== Provided data ==
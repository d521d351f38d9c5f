//! Error types used in the library.
//!
//! - Most of these are very unlikely to occur during use.
//! - Some are external --- e.g. a context returns a `Contradiction` error to highlight evidence asserted for both values of an atom, and the knowledge base may be revised before a further attempt.
//!
//! Names of the error enums --- for the most part --- overlap with corresponding structs.

use crate::{
    db::BlockIndex,
    structures::atom::Atom,
};

#[derive(Clone, Copy, Debug, Eq, PartialEq)]
pub enum ErrorKind {
    AtomDB(AtomDBError),
    Block(BlockError),
    ClauseDB(ClauseDBError),
    Evidence(EvidenceError),
    McSat(McSatError),

    /// The context is in an invalid state for the requested action.
    InvalidState,
}

/// Noted errors in the atom database.
#[derive(Clone, Copy, Debug, Eq, PartialEq)]
pub enum AtomDBError {
    /// There are no more fresh atoms.
    AtomsExhausted,
}

impl From<AtomDBError> for ErrorKind {
    fn from(e: AtomDBError) -> Self {
        ErrorKind::AtomDB(e)
    }
}

/// Noted errors when setting a block.
#[derive(Clone, Copy, Debug, Eq, PartialEq)]
pub enum BlockError {
    /// A block requires at least two members.
    TooFewMembers,

    /// The atom is already a member of some block, or appears twice in the given members.
    Overlap(Atom),

    /// A member of the block is not a registered atom.
    UnknownAtom(Atom),
}

impl From<BlockError> for ErrorKind {
    fn from(e: BlockError) -> Self {
        ErrorKind::Block(e)
    }
}

/// Noted errors in the clause database.
#[derive(Clone, Copy, Debug, Eq, PartialEq)]
pub enum ClauseDBError {
    /// The CNF expansion of a formula contains an empty clause, and so the formula is unsatisfiable.
    EmptyClause,

    /// A formula contains an atom which is not registered in the atom database.
    UnknownAtom(Atom),

    /// The weight of a formula is NaN or infinite.
    NonFiniteWeight,
}

impl From<ClauseDBError> for ErrorKind {
    fn from(e: ClauseDBError) -> Self {
        ErrorKind::ClauseDB(e)
    }
}

/// Noted errors when asserting or reconciling evidence.
#[derive(Clone, Copy, Debug, Eq, PartialEq)]
pub enum EvidenceError {
    /// Evidence has been asserted for both values of the atom.
    Contradiction(Atom),

    /// The atom is not registered in the atom database.
    UnknownAtom(Atom),

    /// Every member of the block is evidence, with no member true.
    BlockWithoutTrue(BlockIndex),

    /// Two or more members of the block are evidence true.
    BlockMultipleTrue(BlockIndex),
}

impl From<EvidenceError> for ErrorKind {
    fn from(e: EvidenceError) -> Self {
        ErrorKind::Evidence(e)
    }
}

/// Noted errors during MC-SAT sampling.
#[derive(Clone, Copy, Debug, Eq, PartialEq)]
pub enum McSatError {
    /// The hard formulas could not be satisfied within the sub-solve budget.
    BootstrapFailed,

    /// A drawn subset of formulas could not be satisfied within the sub-solve budget.
    ///
    /// Records the index of the sample the subset was drawn for.
    SubSolveFailed(usize),
}

impl From<McSatError> for ErrorKind {
    fn from(e: McSatError) -> Self {
        ErrorKind::McSat(e)
    }
}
===
> [Task objective] Down to the last line, retype the entries above exactly.

> [Result of the exercise]
repository d521d351f38d9c5f
//! Error types used in the library.
//!
//! - Most of these are very unlikely to occur during use.
//! - Some are external --- e.g. a context returns a `Contradiction` error to highlight evidence asserted for both values of an atom, and the knowledge base may be revised before a further attempt.
//!
//! Names of the error enums --- for the most part --- overlap with corresponding structs.

use crate::{
    db::BlockIndex,
    structures::atom::Atom,
};

#[derive(Clone, Copy, Debug, Eq, PartialEq)]
pub enum ErrorKind {
    AtomDB(AtomDBError),
    Block(BlockError),
    ClauseDB(ClauseDBError),
    Evidence(EvidenceError),
    McSat(McSatError),

    /// The context is in an invalid state for the requested action.
    InvalidState,
}

/// Noted errors in the atom database.
#[derive(Clone, Copy, Debug, Eq, PartialEq)]
pub enum AtomDBError {
    /// There are no more fresh atoms.
    AtomsExhausted,
}

impl From<AtomDBError> for ErrorKind {
    fn from(e: AtomDBError) -> Self {
        ErrorKind::AtomDB(e)
    }
}

/// Noted errors when setting a block.
#[derive(Clone, Copy, Debug, Eq, PartialEq)]
pub enum BlockError {
    /// A block requires at least two members.
    TooFewMembers,

    /// The atom is already a member of some block, or appears twice in the given members.
    Overlap(Atom),

    /// A member of the block is not a registered atom.
    UnknownAtom(Atom),
}

impl From<BlockError> for ErrorKind {
    fn from(e: BlockError) -> Self {
        ErrorKind::Block(e)
    }
}

/// Noted errors in the clause database.
#[derive(Clone, Copy, Debug, Eq, PartialEq)]
pub enum ClauseDBError {
    /// The CNF expansion of a formula contains an empty clause, and so the formula is unsatisfiable.
    EmptyClause,

    /// A formula contains an atom which is not registered in the atom database.
    UnknownAtom(Atom),

    /// The weight of a formula is NaN or infinite.
    NonFiniteWeight,
}

impl From<ClauseDBError> for ErrorKind {
    fn from(e: ClauseDBError) -> Self {
        ErrorKind::ClauseDB(e)
    }
}

/// Noted errors when asserting or reconciling evidence.
#[derive(Clone, Copy, Debug, Eq, PartialEq)]
pub enum EvidenceError {
    /// Evidence has been asserted for both values of the atom.
    Contradiction(Atom),

    /// The atom is not registered in the atom database.
    UnknownAtom(Atom),

    /// Every member of the block is evidence, with no member true.
    BlockWithoutTrue(BlockIndex),

    /// Two or more members of the block are evidence true.
    BlockMultipleTrue(BlockIndex),
}

impl From<EvidenceError> for ErrorKind {
    fn from(e: EvidenceError) -> Self {
        ErrorKind::Evidence(e)
    }
}

/// Noted errors during MC-SAT sampling.
#[derive(Clone, Copy, Debug, Eq, PartialEq)]
pub enum McSatError {
    /// The hard formulas could not be satisfied within the sub-solve budget.
    BootstrapFailed,

    /// A drawn subset of formulas could not be satisfied within the sub-solve budget.
    ///
    /// Records the index of the sample the subset was drawn for.
    SubSolveFailed(usize),
}

impl From<McSatError> for ErrorKind {
    fn from(e: McSatError) -> Self {
        ErrorKind::McSat(e)
    }
}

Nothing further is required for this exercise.